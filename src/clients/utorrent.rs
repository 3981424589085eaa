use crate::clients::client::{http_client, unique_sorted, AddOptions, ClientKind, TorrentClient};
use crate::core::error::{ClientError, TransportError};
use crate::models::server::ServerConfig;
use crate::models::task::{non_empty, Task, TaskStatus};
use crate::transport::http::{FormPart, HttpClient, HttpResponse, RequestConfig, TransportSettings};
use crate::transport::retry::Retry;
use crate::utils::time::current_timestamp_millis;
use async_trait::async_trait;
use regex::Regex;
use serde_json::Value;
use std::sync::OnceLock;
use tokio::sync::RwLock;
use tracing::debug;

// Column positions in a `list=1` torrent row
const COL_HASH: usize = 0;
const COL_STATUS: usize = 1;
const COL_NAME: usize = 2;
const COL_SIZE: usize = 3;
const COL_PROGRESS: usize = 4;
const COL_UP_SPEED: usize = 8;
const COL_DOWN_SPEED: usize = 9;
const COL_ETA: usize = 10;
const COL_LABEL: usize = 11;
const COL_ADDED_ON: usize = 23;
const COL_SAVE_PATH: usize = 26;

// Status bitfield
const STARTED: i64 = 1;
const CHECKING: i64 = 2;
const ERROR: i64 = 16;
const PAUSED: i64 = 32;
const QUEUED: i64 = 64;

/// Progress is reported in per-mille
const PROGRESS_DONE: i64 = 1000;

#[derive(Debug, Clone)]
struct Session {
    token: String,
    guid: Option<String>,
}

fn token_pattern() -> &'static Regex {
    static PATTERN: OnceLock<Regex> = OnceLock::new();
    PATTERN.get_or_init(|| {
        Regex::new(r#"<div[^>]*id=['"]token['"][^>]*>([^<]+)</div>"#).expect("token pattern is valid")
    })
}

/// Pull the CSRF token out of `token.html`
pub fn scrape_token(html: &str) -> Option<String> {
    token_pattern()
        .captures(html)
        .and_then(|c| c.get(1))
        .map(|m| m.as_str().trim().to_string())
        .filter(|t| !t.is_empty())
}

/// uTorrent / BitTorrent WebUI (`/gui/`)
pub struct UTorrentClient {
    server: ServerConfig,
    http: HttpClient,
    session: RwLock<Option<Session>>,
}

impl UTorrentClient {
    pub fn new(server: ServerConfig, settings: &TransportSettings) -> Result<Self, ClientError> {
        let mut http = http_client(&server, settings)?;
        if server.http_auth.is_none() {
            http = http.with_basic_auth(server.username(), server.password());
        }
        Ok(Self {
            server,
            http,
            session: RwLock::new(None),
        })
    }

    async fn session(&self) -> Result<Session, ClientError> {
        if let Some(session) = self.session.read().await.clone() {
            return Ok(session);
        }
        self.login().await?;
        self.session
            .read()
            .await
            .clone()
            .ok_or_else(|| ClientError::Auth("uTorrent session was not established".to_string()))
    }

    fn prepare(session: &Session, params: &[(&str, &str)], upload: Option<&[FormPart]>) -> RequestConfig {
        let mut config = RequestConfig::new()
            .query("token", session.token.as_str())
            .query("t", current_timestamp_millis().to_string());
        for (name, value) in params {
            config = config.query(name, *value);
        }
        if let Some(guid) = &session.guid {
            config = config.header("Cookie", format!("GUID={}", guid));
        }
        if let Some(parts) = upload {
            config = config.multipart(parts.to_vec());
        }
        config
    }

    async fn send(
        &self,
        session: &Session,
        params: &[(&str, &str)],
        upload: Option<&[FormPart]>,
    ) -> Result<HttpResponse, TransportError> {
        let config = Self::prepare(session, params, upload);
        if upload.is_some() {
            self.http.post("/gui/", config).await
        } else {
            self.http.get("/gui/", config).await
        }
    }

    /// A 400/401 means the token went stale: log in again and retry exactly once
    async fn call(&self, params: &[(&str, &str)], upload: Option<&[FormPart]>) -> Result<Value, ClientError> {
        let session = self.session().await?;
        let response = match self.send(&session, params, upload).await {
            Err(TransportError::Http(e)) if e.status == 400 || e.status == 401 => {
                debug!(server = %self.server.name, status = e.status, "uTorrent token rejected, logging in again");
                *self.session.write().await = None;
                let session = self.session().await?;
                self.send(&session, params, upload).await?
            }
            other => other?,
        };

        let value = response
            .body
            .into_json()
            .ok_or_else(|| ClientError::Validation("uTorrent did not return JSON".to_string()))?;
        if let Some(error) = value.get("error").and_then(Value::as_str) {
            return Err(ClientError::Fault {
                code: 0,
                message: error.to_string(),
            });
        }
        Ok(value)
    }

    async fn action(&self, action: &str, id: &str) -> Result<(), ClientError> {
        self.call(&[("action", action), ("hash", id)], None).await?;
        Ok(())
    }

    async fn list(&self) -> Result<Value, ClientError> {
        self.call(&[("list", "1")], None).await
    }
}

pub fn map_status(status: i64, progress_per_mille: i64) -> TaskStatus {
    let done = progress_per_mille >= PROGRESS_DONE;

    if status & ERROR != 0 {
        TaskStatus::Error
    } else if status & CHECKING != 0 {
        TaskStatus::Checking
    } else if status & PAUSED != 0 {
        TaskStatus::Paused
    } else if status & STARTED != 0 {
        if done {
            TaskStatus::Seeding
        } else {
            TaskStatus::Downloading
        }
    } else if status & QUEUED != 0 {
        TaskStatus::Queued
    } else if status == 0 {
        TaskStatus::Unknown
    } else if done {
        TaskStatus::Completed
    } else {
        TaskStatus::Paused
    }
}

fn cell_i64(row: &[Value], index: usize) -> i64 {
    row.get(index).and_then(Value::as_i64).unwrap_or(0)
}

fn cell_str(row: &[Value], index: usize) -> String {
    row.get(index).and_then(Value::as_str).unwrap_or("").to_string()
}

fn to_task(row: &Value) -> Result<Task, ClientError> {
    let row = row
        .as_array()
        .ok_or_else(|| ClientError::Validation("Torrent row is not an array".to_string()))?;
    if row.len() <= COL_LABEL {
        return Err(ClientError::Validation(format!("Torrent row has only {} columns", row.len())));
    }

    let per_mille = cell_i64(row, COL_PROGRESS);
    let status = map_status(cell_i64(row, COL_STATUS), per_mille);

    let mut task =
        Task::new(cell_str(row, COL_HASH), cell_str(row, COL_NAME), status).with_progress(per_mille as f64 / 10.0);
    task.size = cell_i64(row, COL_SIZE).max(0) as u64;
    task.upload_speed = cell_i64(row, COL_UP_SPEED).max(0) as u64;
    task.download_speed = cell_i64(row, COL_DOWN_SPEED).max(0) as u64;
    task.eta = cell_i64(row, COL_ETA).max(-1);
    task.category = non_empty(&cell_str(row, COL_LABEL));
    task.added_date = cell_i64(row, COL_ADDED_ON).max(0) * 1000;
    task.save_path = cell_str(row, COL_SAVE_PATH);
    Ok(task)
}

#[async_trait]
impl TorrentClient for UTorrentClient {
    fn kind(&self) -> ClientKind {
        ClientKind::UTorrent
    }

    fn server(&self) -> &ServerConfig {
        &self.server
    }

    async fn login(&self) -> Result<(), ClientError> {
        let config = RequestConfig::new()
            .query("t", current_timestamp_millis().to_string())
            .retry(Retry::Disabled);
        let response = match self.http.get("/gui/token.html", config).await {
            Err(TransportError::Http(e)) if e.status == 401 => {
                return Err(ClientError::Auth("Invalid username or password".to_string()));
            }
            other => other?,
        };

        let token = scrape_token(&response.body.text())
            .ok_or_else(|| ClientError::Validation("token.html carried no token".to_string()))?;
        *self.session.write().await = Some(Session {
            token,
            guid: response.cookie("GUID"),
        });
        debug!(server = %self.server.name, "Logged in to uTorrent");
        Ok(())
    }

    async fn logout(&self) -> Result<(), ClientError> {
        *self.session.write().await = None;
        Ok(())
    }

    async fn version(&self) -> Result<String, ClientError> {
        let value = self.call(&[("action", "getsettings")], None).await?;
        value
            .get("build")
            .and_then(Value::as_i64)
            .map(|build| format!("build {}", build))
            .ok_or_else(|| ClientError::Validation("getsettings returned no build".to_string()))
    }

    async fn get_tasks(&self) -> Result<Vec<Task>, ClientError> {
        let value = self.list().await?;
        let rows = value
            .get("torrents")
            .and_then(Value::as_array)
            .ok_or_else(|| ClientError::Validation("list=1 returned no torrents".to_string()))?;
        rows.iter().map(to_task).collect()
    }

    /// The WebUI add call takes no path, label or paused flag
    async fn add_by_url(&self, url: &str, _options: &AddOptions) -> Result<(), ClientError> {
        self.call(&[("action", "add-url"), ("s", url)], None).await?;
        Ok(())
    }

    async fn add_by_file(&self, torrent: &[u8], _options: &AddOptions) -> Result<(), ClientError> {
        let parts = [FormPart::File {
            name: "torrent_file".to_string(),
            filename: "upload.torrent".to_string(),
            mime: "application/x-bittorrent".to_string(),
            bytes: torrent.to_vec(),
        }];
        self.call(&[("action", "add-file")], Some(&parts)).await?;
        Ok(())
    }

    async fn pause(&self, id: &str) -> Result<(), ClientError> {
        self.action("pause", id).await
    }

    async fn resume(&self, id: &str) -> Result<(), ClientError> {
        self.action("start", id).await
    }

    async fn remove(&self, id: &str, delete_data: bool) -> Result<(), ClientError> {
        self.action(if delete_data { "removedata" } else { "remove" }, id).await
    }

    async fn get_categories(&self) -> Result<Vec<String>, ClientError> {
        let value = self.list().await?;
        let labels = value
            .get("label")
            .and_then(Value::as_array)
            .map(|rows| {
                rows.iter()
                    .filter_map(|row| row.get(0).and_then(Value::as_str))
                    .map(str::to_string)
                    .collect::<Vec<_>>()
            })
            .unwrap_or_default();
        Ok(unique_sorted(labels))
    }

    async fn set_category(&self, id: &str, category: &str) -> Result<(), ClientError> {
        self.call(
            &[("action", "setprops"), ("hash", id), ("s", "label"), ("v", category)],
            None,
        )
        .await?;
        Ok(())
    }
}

...

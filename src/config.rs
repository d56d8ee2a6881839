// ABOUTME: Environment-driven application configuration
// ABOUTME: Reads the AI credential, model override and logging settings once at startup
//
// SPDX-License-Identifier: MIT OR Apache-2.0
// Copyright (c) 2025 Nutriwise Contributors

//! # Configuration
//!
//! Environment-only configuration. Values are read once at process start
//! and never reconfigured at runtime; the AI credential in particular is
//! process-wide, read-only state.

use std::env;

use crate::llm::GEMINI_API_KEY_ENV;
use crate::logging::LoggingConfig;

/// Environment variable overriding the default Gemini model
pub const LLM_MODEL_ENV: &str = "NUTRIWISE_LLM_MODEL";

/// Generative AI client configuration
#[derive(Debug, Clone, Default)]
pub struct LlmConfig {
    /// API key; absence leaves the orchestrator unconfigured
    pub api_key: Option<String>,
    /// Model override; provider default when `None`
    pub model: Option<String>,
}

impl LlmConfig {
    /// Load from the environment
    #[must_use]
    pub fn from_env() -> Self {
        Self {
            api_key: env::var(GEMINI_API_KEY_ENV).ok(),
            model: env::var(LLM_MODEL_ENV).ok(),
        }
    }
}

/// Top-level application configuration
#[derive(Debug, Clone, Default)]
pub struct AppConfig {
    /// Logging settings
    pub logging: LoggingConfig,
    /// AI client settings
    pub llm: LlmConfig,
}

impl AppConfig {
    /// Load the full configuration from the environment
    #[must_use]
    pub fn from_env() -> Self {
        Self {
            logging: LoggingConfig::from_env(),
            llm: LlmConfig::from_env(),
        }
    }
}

> Problem requirements:
Identify and extract each line of the listing that contains "clients".

> Exercise result:
filename src/clients/utorrent.rs
use crate::clients::client::{http_client, unique_sorted, AddOptions, ClientKind, TorrentClient};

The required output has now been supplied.